> Task instructions
From the first record to the last, write each one out again exactly.

> Data for review
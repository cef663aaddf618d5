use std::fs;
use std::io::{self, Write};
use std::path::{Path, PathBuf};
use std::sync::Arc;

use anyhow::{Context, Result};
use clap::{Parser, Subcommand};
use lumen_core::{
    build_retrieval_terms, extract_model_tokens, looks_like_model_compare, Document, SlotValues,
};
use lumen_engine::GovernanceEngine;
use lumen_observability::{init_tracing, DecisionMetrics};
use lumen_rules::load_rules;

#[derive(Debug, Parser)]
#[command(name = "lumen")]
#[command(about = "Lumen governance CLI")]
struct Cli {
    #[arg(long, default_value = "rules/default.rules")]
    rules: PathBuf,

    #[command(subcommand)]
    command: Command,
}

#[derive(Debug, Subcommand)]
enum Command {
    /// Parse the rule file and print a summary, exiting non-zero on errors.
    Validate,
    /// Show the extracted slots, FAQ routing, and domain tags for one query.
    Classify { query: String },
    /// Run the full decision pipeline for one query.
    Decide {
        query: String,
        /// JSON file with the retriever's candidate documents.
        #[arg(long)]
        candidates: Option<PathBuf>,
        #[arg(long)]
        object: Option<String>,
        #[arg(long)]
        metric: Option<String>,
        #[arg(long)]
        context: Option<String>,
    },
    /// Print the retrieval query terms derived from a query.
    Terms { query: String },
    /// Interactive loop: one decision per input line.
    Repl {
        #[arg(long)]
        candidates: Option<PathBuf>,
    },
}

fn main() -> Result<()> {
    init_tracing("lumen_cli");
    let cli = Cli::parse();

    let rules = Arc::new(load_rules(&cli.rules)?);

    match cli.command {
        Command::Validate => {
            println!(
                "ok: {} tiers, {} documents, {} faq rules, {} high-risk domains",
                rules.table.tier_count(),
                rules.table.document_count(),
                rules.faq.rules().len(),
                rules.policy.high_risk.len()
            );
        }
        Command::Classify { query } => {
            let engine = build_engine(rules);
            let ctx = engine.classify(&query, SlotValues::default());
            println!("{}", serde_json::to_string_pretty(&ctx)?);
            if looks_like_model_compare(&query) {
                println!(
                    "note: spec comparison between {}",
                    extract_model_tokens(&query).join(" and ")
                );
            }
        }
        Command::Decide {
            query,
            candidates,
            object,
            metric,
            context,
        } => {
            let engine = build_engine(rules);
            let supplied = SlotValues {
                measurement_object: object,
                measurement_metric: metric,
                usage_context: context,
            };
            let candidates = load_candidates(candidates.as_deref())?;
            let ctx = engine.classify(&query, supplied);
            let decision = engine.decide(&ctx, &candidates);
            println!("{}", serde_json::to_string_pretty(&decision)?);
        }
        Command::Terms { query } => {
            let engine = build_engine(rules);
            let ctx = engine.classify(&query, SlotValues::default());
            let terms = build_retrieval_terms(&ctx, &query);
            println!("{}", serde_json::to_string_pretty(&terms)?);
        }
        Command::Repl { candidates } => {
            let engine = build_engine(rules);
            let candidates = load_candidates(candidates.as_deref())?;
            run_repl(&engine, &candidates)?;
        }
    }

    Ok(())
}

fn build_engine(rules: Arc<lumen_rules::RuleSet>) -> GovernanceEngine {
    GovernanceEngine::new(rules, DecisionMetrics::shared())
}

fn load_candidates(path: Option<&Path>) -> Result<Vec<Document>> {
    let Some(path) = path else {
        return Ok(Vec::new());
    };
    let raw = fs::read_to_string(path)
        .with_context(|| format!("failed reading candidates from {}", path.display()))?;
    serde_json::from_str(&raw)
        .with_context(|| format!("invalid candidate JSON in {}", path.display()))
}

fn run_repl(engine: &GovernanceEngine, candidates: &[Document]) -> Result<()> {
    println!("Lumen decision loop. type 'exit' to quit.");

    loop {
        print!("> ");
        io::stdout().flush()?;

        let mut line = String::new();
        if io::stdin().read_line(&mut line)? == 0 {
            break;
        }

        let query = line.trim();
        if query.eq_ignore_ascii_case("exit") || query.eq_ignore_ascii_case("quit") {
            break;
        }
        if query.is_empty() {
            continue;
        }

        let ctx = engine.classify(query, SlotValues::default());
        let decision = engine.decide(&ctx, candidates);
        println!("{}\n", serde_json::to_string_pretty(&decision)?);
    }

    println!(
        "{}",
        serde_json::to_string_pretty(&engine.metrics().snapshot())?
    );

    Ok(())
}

> Answer section
repository cef663aaddf618d5
use std::fs;
use std::io::{self, Write};
use std::path::{Path, PathBuf};
use std::sync::Arc;

use anyhow::{Context, Result};
use clap::{Parser, Subcommand};
use lumen_core::{
    build_retrieval_terms, extract_model_tokens, looks_like_model_compare, Document, SlotValues,
};
use lumen_engine::GovernanceEngine;
use lumen_observability::{init_tracing, DecisionMetrics};
use lumen_rules::load_rules;

#[derive(Debug, Parser)]
#[command(name = "lumen")]
#[command(about = "Lumen governance CLI")]
struct Cli {
    #[arg(long, default_value = "rules/default.rules")]
    rules: PathBuf,

    #[command(subcommand)]
    command: Command,
}

#[derive(Debug, Subcommand)]
enum Command {
    /// Parse the rule file and print a summary, exiting non-zero on errors.
    Validate,
    /// Show the extracted slots, FAQ routing, and domain tags for one query.
    Classify { query: String },
    /// Run the full decision pipeline for one query.
    Decide {
        query: String,
        /// JSON file with the retriever's candidate documents.
        #[arg(long)]
        candidates: Option<PathBuf>,
        #[arg(long)]
        object: Option<String>,
        #[arg(long)]
        metric: Option<String>,
        #[arg(long)]
        context: Option<String>,
    },
    /// Print the retrieval query terms derived from a query.
    Terms { query: String },
    /// Interactive loop: one decision per input line.
    Repl {
        #[arg(long)]
        candidates: Option<PathBuf>,
    },
}

fn main() -> Result<()> {
    init_tracing("lumen_cli");
    let cli = Cli::parse();

    let rules = Arc::new(load_rules(&cli.rules)?);

    match cli.command {
        Command::Validate => {
            println!(
                "ok: {} tiers, {} documents, {} faq rules, {} high-risk domains",
                rules.table.tier_count(),
                rules.table.document_count(),
                rules.faq.rules().len(),
                rules.policy.high_risk.len()
            );
        }
        Command::Classify { query } => {
            let engine = build_engine(rules);
            let ctx = engine.classify(&query, SlotValues::default());
            println!("{}", serde_json::to_string_pretty(&ctx)?);
            if looks_like_model_compare(&query) {
                println!(
                    "note: spec comparison between {}",
                    extract_model_tokens(&query).join(" and ")
                );
            }
        }
        Command::Decide {
            query,
            candidates,
            object,
            metric,
            context,
        } => {
            let engine = build_engine(rules);
            let supplied = SlotValues {
                measurement_object: object,
                measurement_metric: metric,
                usage_context: context,
            };
            let candidates = load_candidates(candidates.as_deref())?;
            let ctx = engine.classify(&query, supplied);
            let decision = engine.decide(&ctx, &candidates);
            println!("{}", serde_json::to_string_pretty(&decision)?);
        }
        Command::Terms { query } => {
            let engine = build_engine(rules);
            let ctx = engine.classify(&query, SlotValues::default());
            let terms = build_retrieval_terms(&ctx, &query);
            println!("{}", serde_json::to_string_pretty(&terms)?);
        }
        Command::Repl { candidates } => {
            let engine = build_engine(rules);
            let candidates = load_candidates(candidates.as_deref())?;
            run_repl(&engine, &candidates)?;
        }
    }

    Ok(())
}

fn build_engine(rules: Arc<lumen_rules::RuleSet>) -> GovernanceEngine {
    GovernanceEngine::new(rules, DecisionMetrics::shared())
}

fn load_candidates(path: Option<&Path>) -> Result<Vec<Document>> {
    let Some(path) = path else {
        return Ok(Vec::new());
    };
    let raw = fs::read_to_string(path)
        .with_context(|| format!("failed reading candidates from {}", path.display()))?;
    serde_json::from_str(&raw)
        .with_context(|| format!("invalid candidate JSON in {}", path.display()))
}

fn run_repl(engine: &GovernanceEngine, candidates: &[Document]) -> Result<()> {
    println!("Lumen decision loop. type 'exit' to quit.");

    loop {
        print!("> ");
        io::stdout().flush()?;

        let mut line = String::new();
        if io::stdin().read_line(&mut line)? == 0 {
            break;
        }

        let query = line.trim();
        if query.eq_ignore_ascii_case("exit") || query.eq_ignore_ascii_case("quit") {
            break;
        }
        if query.is_empty() {
            continue;
        }

        let ctx = engine.classify(query, SlotValues::default());
        let decision = engine.decide(&ctx, candidates);
        println!("{}\n", serde_json::to_string_pretty(&decision)?);
    }

    println!(
        "{}",
        serde_json::to_string_pretty(&engine.metrics().snapshot())?
    );

    Ok(())
}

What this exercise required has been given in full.